A weak US dollar was further pressured last week after key inflation data came out lower than expected, giving rise to concerns that the Federal Reserve may become more hesitant in its current monetary tightening cycle after having hiked interest rates in March.
On Thursday of last week, the US Producer Price Index (PPI) for March came out at -0.1% – the first negative reading since July 2016 – which fell below expectations that producer prices would remain unchanged. Additionally, the core PPI (excluding food and energy) also failed to meet expectations at 0.0% against forecasts for a 0.2% rise.
The PPI data was followed on Friday by even more disappointing Consumer Price Index (CPI) data for March, which showed a -0.3% drop versus expectations for no change in prices. This was the first negative monthly reading for headline consumer inflation in over a year. The core CPI (excluding food and energy) came out at -0.1%, the first negative reading in seven years, against forecasts for a 0.2% rise.
Along with the consumer and producer inflation data last week, US retail sales also disappointed expectations, leading to further pressure on the US dollar.
Meanwhile, geopolitical concerns have continued to take center stage as the Trump Administration nears the end of its first 100 days in office and struggles to deal with increasing global tensions. Most recently, late last week saw the US military drop the largest non-nuclear bomb that it has ever used in combat on targets in Afghanistan.
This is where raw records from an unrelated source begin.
//! Router tests against an in-memory SQLite store.

use std::sync::Arc;

use axum::{
  Router,
  body::{Body, to_bytes},
  http::{Request, StatusCode, header},
};
use serde_json::{Value, json};
use stargaze_core::{
  action::{ActionDef, Phase},
  engine::{Aggregator, AggregatorConfig},
  store::SkyStore,
};
use stargaze_store_sqlite::SqliteStore;
use tower::ServiceExt as _;

use crate::api_router;

/// Sky `demo` with actions `flyer` (weight 1) and `march` (weight 2).
async fn app() -> Router {
  let store = SqliteStore::open_in_memory().await.unwrap();
  store.create_sky("demo".into(), "Demo Day".into()).await.unwrap();
  store
    .define_action(ActionDef::new("demo", "flyer", "Hand out flyers", Phase::Before))
    .await
    .unwrap();
  store
    .define_action(ActionDef::new("demo", "march", "Join the march", Phase::Day).with_weight(2))
    .await
    .unwrap();
  let config = AggregatorConfig { max_comment_len: 20 };
  api_router(Aggregator::with_config(Arc::new(store), config))
}

async fn send(app: &Router, method: &str, uri: &str, body: Option<Value>) -> (StatusCode, Value) {
  let mut builder = Request::builder().method(method).uri(uri);
  let body = match body {
    Some(v) => {
      builder = builder.header(header::CONTENT_TYPE, "application/json");
      Body::from(v.to_string())
    }
    None => Body::empty(),
  };
  let resp = app.clone().oneshot(builder.body(body).unwrap()).await.unwrap();
  let status = resp.status();
  let bytes = to_bytes(resp.into_body(), usize::MAX).await.unwrap();
  let value = if bytes.is_empty() { Value::Null } else { serde_json::from_slice(&bytes).unwrap() };
  (status, value)
}

// ── Skies ───────────────────────────────────────────────────────────────────

#[tokio::test]
async fn create_list_and_get_skies() {
  let app = app().await;
  let (status, sky) =
    send(&app, "POST", "/skies", Some(json!({"sky_id": "week", "title": "Climate Week"}))).await;
  assert_eq!(status, StatusCode::CREATED);
  assert_eq!(sky["title"], "Climate Week");

  let (status, skies) = send(&app, "GET", "/skies", None).await;
  assert_eq!(status, StatusCode::OK);
  assert_eq!(skies.as_array().unwrap().len(), 2);

  let (status, sky) = send(&app, "GET", "/skies/week", None).await;
  assert_eq!(status, StatusCode::OK);
  assert_eq!(sky["sky_id"], "week");
}

#[tokio::test]
async fn unknown_sky_is_404() {
  let app = app().await;
  let (status, body) = send(&app, "GET", "/skies/nowhere", None).await;
  assert_eq!(status, StatusCode::NOT_FOUND);
  assert!(body["error"].as_str().unwrap().contains("nowhere"));
  let (status, _) = send(&app, "GET", "/skies/nowhere/actions", None).await;
  assert_eq!(status, StatusCode::NOT_FOUND);
}

#[tokio::test]
async fn duplicate_or_invalid_sky_is_rejected() {
  let app = app().await;
  let (status, _) =
    send(&app, "POST", "/skies", Some(json!({"sky_id": "demo", "title": "Again"}))).await;
  assert_eq!(status, StatusCode::CONFLICT);
  let (status, _) =
    send(&app, "POST", "/skies", Some(json!({"sky_id": "Not A Slug", "title": "x"}))).await;
  assert_eq!(status, StatusCode::BAD_REQUEST);
}

// ── Actions ─────────────────────────────────────────────────────────────────

#[tokio::test]
async fn define_and_list_actions() {
  let app = app().await;
  let body = json!({"key": "host", "label": "Host a meetup", "phase": "before", "weight": 5, "kind": "online"});
  let (status, def) = send(&app, "POST", "/skies/demo/actions", Some(body)).await;
  assert_eq!(status, StatusCode::CREATED);
  assert_eq!(def["weight"], 5);

  let (_, actions) = send(&app, "GET", "/skies/demo/actions", None).await;
  assert_eq!(actions.as_array().unwrap().len(), 3);
}

#[tokio::test]
async fn action_definitions_are_validated() {
  let app = app().await;
  let zero = json!({"key": "idle", "label": "Idle", "phase": "day", "weight": 0});
  let (status, _) = send(&app, "POST", "/skies/demo/actions", Some(zero)).await;
  assert_eq!(status, StatusCode::BAD_REQUEST);

  let dup = json!({"key": "flyer", "label": "Again", "phase": "day"});
  let (status, _) = send(&app, "POST", "/skies/demo/actions", Some(dup)).await;
  assert_eq!(status, StatusCode::CONFLICT);

  let orphan = json!({"key": "flyer", "label": "Flyers", "phase": "day"});
  let (status, _) = send(&app, "POST", "/skies/nowhere/actions", Some(orphan)).await;
  assert_eq!(status, StatusCode::NOT_FOUND);
}

// ── Aggregates ──────────────────────────────────────────────────────────────

#[tokio::test]
async fn empty_sky_reads_zero() {
  let app = app().await;
  let (status, stats) = send(&app, "GET", "/skies/demo/stats", None).await;
  assert_eq!(status, StatusCode::OK);
  assert_eq!(stats["total_stars"], 0);
  assert_eq!(stats["total_actions"], 0);

  let (status, stats) = send(&app, "GET", "/skies/nowhere/stats", None).await;
  assert_eq!(status, StatusCode::OK);
  assert_eq!(stats["total_stars"], 0);
}

#[tokio::test]
async fn recording_updates_stats_by_weight() {
  let app = app().await;
  for key in ["flyer", "march", "flyer"] {
    let (status, _) = send(
      &app,
      "POST",
      "/skies/demo/participations",
      Some(json!({"action_key": key, "name": "Ada"})),
    )
    .await;
    assert_eq!(status, StatusCode::CREATED);
  }
  let (_, stats) = send(&app, "GET", "/skies/demo/stats", None).await;
  assert_eq!(stats["total_stars"], 4);
  assert_eq!(stats["total_actions"], 3);

  let (status, stats) = send(
    &app,
    "POST",
    "/skies/demo/participations",
    Some(json!({"action_key": "march"})),
  )
  .await;
  assert_eq!(status, StatusCode::CREATED);
  assert_eq!(stats["total_stars"], 6);
}

#[tokio::test]
async fn rejected_participations_are_422_and_write_nothing() {
  let app = app().await;
  let unknown = json!({"action_key": "teleport"});
  let (status, body) = send(&app, "POST", "/skies/demo/participations", Some(unknown)).await;
  assert_eq!(status, StatusCode::UNPROCESSABLE_ENTITY);
  assert!(body["error"].is_string());

  let long = json!({"action_key": "flyer", "comment": "x".repeat(21)});
  let (status, _) = send(&app, "POST", "/skies/demo/participations", Some(long)).await;
  assert_eq!(status, StatusCode::UNPROCESSABLE_ENTITY);

  let (_, stats) = send(&app, "GET", "/skies/demo/stats", None).await;
  assert_eq!(stats["total_actions"], 0);
}

#[tokio::test]
async fn participants_and_snapshot_carry_metadata() {
  let app = app().await;
  for (key, name) in [("march", Some("Ada")), ("flyer", None)] {
    let body = json!({"action_key": key, "name": name});
    send(&app, "POST", "/skies/demo/participations", Some(body)).await;
  }

  let (_, people) = send(&app, "GET", "/skies/demo/participants", None).await;
  let people = people.as_array().unwrap();
  assert_eq!(people.len(), 2);
  assert_eq!(people[0]["name"], "Ada");
  assert_eq!(people[0]["phase"], "day");
  assert_eq!(people[1]["name"], Value::Null);

  let (_, limited) = send(&app, "GET", "/skies/demo/participants?limit=1", None).await;
  assert_eq!(limited.as_array().unwrap().len(), 1);

  let (status, snap) = send(&app, "GET", "/skies/demo/snapshot", None).await;
  assert_eq!(status, StatusCode::OK);
  assert_eq!(snap["stats"]["total_stars"], 3);
  assert_eq!(snap["participants"].as_array().unwrap().len(), 2);
}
And over the weekend, North Korea again conducted a failed missile test, prompting increasing worries that the renegade regime is becoming ever more aggressive in its aims to further extend its nuclear firepower.
These and other geopolitical risks and concerns have recently contributed to boosting safe haven assets like gold and the Japanese yen.
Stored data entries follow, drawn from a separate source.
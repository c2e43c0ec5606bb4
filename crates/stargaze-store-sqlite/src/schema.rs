//! SQL schema for the Stargaze SQLite store.
//!
//! Executed once at connection startup. `PRAGMA user_version` records the
//! schema revision so later migrations can be gated on it.

/// Full schema DDL; idempotent thanks to `IF NOT EXISTS`.
pub const SCHEMA: &str = "
PRAGMA journal_mode = WAL;
PRAGMA foreign_keys = ON;

CREATE TABLE IF NOT EXISTS skies (
    sky_id      TEXT PRIMARY KEY,
    title       TEXT NOT NULL,
    created_at  TEXT NOT NULL
);

-- The per-sky action registry. Rows are never updated.
CREATE TABLE IF NOT EXISTS actions (
    sky_id  TEXT NOT NULL REFERENCES skies(sky_id),
    key     TEXT NOT NULL,
    label   TEXT NOT NULL,
    weight  INTEGER NOT NULL DEFAULT 1 CHECK (weight >= 1),
    phase   TEXT NOT NULL,          -- 'before' | 'day'
    kind    TEXT NOT NULL DEFAULT 'in_person',
    PRIMARY KEY (sky_id, key)
);

-- Participations are strictly append-only.
-- No UPDATE or DELETE is ever issued against this table.
CREATE TABLE IF NOT EXISTS participations (
    participation_id TEXT PRIMARY KEY,
    sky_id           TEXT NOT NULL REFERENCES skies(sky_id),
    action_key       TEXT NOT NULL,
    name             TEXT,
    email            TEXT,
    comment          TEXT,
    created_at       TEXT NOT NULL   -- ISO 8601 UTC; server-assigned
);

-- Precomputed totals, kept current by the trigger below.
CREATE TABLE IF NOT EXISTS sky_summaries (
    sky_id        TEXT PRIMARY KEY REFERENCES skies(sky_id),
    total_stars   INTEGER NOT NULL,
    total_actions INTEGER NOT NULL,
    updated_at    TEXT
);

CREATE TRIGGER IF NOT EXISTS participations_summarise
AFTER INSERT ON participations
BEGIN
    INSERT INTO sky_summaries (sky_id, total_stars, total_actions, updated_at)
    VALUES (
        NEW.sky_id,
        COALESCE((SELECT weight FROM actions
                  WHERE sky_id = NEW.sky_id AND key = NEW.action_key), 1),
        1,
        NEW.created_at
    )
    ON CONFLICT (sky_id) DO UPDATE SET
        total_stars   = total_stars + excluded.total_stars,
        total_actions = total_actions + 1,
        updated_at    = excluded.updated_at;
END;

CREATE INDEX IF NOT EXISTS participations_sky_idx
    ON participations(sky_id, created_at);

PRAGMA user_version = 1;
";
In the case of USD/JPY, the combination of a falling dollar and surging yen has pushed the currency pair down to approach major support around the key 108.00 level, extending the general downtrend that has been in place since the beginning of the year. This drop prompted USD/JPY to trade below its 200-day moving average last week for the first time since November of last year. With any further breakdown below 108.00 support, the next major downside target is around the key 105.50 support area.